(Collected data entries)

::::::

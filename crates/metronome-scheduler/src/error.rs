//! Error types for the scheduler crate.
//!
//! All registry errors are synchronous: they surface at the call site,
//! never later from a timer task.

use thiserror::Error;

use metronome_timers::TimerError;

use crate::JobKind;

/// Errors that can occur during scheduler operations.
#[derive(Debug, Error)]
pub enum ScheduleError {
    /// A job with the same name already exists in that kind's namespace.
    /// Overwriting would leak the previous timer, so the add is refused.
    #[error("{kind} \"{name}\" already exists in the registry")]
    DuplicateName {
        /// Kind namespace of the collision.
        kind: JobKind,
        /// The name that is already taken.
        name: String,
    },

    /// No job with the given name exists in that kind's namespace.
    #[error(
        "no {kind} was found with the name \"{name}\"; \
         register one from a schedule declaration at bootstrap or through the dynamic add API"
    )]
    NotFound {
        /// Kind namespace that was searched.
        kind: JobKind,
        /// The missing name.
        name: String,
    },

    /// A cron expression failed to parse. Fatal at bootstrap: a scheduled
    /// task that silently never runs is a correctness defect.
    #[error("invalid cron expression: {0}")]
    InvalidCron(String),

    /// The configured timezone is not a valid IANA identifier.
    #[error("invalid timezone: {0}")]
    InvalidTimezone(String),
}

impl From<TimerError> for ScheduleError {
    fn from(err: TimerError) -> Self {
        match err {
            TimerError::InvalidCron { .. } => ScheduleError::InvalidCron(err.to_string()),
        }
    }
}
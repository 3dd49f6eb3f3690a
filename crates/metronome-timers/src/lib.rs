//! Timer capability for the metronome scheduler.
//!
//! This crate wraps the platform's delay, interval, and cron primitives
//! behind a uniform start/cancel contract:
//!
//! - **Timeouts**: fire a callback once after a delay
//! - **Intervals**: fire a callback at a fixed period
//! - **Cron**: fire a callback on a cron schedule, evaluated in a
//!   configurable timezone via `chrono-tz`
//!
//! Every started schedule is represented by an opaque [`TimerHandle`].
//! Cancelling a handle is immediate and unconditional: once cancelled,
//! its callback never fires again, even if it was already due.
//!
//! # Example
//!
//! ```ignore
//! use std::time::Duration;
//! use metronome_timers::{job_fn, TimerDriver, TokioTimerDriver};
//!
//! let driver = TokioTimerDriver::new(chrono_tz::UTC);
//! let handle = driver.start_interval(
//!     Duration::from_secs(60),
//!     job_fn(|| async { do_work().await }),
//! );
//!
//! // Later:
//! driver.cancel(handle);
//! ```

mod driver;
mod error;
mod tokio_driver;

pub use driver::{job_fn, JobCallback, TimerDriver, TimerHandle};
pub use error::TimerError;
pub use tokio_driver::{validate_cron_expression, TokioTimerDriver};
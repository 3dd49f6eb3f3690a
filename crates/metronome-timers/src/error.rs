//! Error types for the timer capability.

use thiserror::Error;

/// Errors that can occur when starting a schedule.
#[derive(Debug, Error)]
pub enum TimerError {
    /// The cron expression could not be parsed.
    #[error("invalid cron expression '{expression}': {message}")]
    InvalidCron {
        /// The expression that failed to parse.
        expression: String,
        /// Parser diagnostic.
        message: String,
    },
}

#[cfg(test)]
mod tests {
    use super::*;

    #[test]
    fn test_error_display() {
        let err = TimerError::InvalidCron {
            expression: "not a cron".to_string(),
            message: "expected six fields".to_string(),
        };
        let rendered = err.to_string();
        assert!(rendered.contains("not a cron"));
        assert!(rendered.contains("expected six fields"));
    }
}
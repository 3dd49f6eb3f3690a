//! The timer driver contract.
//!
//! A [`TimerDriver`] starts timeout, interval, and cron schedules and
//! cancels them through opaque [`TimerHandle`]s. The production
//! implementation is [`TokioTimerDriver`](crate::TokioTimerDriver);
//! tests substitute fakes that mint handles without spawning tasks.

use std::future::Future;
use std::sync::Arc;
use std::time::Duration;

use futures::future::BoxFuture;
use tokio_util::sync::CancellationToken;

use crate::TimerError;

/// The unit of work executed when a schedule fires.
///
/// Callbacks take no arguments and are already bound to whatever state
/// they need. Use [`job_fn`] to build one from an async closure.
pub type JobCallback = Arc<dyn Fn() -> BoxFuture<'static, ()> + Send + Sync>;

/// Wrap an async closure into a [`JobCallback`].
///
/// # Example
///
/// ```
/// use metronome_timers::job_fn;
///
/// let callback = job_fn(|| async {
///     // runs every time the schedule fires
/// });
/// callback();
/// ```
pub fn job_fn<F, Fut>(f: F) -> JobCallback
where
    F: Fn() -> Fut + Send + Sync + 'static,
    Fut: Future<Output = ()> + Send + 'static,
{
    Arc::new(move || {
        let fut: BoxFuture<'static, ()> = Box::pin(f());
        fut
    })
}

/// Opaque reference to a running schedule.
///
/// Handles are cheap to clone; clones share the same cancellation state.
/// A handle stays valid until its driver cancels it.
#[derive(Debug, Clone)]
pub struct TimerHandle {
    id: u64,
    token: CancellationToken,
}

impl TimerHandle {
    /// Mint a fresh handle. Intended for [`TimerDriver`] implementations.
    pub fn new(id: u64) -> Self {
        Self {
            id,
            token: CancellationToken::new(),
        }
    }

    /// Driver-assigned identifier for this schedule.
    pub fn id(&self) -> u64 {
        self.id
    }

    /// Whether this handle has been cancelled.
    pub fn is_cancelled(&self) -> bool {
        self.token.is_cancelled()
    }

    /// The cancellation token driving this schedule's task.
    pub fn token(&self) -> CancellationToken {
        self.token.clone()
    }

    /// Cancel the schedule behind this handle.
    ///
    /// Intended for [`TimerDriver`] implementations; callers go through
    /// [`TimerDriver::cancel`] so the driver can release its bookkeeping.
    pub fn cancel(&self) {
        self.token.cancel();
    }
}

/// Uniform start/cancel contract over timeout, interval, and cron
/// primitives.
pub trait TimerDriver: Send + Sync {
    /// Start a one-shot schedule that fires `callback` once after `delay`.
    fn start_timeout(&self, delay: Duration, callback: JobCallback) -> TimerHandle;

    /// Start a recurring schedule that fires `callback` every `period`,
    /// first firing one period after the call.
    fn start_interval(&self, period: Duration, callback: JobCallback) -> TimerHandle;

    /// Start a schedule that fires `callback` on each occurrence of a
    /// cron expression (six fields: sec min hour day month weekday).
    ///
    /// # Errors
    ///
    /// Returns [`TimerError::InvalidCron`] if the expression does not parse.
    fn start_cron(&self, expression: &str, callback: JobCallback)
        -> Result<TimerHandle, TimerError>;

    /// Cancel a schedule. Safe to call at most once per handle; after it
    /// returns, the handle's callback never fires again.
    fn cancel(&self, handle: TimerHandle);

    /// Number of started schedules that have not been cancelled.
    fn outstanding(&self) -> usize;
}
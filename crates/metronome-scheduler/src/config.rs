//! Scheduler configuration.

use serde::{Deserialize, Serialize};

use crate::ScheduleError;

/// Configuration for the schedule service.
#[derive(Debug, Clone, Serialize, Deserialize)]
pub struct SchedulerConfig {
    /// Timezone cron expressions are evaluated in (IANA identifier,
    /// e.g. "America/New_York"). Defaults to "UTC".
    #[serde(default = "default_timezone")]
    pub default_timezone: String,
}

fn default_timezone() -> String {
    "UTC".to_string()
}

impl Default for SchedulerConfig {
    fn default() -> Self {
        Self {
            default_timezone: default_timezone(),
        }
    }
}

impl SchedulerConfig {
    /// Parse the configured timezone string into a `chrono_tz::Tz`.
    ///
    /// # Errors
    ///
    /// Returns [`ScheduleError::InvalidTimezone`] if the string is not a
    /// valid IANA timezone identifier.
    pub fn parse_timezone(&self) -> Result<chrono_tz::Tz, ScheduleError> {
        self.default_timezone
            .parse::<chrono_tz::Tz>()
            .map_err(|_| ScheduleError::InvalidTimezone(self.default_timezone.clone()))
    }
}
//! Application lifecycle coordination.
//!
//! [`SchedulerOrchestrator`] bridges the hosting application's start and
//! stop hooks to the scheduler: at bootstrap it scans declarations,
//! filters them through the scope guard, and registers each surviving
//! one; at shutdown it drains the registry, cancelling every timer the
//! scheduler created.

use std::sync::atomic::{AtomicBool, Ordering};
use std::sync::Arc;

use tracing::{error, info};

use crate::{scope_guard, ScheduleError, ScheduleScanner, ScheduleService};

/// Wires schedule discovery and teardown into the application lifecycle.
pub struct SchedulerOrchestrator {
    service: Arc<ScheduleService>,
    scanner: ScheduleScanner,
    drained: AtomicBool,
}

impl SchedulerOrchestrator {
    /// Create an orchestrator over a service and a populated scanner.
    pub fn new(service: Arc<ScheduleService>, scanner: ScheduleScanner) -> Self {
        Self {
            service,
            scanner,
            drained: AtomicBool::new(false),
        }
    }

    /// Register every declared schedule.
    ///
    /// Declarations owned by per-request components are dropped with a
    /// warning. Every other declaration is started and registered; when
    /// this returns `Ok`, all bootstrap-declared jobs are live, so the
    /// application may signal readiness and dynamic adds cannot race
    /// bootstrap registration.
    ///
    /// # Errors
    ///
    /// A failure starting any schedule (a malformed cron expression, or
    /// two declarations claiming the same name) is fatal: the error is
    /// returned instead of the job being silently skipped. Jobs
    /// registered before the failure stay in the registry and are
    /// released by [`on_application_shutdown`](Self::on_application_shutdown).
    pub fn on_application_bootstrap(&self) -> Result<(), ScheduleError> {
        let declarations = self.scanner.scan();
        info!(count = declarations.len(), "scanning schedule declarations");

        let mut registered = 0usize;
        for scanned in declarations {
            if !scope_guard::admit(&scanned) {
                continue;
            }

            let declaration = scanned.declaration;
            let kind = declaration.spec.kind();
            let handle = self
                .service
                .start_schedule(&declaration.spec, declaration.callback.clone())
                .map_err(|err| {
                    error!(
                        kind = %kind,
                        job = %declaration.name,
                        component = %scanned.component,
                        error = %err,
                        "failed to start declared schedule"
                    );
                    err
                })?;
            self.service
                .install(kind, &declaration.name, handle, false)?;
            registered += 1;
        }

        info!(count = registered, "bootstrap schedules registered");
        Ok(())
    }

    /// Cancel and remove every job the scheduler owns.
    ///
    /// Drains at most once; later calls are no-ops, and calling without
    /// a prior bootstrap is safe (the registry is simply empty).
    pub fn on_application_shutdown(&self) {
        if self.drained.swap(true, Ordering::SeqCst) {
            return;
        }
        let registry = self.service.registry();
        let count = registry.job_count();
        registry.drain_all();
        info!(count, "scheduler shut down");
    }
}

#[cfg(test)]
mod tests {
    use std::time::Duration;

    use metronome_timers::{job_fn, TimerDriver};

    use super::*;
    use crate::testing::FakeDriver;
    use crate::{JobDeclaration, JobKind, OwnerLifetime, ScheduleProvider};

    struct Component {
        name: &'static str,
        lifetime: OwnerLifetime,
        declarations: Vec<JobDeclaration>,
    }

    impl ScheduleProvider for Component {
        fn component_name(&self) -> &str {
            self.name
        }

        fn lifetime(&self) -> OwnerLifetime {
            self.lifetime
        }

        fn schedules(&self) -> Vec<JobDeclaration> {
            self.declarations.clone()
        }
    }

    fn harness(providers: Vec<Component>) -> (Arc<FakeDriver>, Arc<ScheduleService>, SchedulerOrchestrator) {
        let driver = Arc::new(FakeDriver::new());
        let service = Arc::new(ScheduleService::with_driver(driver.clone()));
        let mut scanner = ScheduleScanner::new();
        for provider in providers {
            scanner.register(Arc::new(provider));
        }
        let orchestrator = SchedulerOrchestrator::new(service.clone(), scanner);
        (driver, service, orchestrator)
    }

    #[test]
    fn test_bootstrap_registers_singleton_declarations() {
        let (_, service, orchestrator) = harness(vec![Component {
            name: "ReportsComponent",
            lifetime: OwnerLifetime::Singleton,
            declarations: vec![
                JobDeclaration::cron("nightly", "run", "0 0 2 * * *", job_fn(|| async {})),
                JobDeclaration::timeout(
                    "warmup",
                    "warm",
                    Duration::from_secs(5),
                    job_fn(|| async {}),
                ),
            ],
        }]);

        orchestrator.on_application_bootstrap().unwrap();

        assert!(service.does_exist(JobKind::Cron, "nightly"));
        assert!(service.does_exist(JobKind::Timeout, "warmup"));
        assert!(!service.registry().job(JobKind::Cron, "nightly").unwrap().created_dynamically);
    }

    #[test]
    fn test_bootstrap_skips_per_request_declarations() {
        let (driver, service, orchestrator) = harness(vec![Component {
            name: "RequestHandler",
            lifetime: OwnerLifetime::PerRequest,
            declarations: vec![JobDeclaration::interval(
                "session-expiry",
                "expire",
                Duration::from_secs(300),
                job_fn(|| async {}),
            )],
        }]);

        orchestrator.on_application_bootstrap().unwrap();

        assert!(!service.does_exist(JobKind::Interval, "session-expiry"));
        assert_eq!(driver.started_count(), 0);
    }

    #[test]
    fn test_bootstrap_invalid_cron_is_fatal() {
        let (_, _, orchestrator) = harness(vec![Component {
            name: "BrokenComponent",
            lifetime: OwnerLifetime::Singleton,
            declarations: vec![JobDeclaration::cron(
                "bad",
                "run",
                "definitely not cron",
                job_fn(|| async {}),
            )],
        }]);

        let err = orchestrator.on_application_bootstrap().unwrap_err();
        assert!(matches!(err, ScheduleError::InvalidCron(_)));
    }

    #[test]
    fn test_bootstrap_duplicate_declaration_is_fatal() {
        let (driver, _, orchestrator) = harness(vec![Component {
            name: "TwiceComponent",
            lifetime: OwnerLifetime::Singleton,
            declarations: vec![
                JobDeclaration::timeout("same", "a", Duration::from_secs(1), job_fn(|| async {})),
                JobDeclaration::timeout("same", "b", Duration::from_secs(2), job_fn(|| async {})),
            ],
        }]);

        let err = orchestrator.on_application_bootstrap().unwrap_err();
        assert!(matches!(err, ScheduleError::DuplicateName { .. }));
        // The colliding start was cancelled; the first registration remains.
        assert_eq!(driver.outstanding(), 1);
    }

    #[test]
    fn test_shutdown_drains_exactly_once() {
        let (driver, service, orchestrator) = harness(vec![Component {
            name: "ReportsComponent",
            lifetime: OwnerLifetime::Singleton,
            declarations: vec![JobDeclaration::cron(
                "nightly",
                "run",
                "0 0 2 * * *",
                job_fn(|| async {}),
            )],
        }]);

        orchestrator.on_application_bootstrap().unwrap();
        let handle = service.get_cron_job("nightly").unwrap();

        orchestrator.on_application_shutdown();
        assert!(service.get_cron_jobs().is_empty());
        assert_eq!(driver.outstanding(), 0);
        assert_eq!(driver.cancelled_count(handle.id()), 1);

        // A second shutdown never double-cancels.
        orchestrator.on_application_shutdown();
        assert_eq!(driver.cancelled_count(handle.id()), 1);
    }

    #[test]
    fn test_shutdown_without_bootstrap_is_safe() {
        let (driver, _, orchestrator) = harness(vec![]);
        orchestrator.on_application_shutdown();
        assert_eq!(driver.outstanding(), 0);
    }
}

::::::

DESCRIPTION OF THE TASK | Check each line of the data above for the word "registered" and copy the ones where it is found.

WORKED SOLUTION |
    /// warning. Every other declaration is started and registered; when
    /// registered before the failure stay in the registry and are
        let mut registered = 0usize;
            registered += 1;
        info!(count = registered, "bootstrap schedules registered");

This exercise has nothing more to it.